Goal of the exercise - Go through the entries below and return every line that contains "capability".

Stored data
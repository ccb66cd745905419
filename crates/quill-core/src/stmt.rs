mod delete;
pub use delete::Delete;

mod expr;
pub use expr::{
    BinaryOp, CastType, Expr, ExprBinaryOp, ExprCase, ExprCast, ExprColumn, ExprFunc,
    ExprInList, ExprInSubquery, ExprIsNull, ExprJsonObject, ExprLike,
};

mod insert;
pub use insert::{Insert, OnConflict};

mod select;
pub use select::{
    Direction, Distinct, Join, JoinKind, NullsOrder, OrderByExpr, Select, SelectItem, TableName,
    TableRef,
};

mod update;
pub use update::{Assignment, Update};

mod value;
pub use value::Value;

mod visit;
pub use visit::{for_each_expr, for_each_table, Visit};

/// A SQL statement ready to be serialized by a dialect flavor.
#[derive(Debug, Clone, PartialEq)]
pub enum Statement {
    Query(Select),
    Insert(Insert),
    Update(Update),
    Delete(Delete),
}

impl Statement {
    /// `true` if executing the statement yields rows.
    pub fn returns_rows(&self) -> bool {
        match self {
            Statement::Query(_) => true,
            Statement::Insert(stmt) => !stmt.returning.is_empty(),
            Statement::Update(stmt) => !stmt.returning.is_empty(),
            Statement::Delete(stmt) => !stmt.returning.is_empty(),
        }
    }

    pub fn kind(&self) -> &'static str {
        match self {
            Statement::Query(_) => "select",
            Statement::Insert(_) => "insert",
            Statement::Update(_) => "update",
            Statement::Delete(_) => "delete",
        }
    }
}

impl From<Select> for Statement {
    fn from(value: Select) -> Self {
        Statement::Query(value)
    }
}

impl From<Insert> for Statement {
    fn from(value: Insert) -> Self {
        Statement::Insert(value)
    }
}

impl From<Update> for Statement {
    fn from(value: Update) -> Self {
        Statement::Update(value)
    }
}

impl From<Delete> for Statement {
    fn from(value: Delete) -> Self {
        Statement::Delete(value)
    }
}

---

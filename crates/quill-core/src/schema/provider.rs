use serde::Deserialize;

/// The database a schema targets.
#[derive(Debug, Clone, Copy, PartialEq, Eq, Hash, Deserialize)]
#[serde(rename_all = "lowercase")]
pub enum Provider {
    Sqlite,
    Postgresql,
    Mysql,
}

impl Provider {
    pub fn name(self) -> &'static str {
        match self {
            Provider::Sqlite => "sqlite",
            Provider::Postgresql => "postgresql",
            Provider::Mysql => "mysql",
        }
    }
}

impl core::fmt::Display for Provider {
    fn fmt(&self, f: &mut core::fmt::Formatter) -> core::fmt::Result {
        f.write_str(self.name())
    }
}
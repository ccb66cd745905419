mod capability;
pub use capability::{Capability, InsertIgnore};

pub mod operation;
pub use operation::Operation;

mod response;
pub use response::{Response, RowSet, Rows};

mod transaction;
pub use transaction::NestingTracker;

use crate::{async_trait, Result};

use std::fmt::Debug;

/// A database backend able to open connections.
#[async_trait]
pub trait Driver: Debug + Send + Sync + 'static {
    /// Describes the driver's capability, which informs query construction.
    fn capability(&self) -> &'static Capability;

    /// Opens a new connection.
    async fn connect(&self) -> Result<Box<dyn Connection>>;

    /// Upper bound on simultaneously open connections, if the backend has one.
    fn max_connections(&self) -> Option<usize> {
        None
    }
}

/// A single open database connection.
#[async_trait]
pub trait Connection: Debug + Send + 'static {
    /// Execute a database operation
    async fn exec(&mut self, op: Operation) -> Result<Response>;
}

Answer to the exercise -
mod capability;
pub use capability::{Capability, InsertIgnore};
    /// Describes the driver's capability, which informs query construction.
    fn capability(&self) -> &'static Capability;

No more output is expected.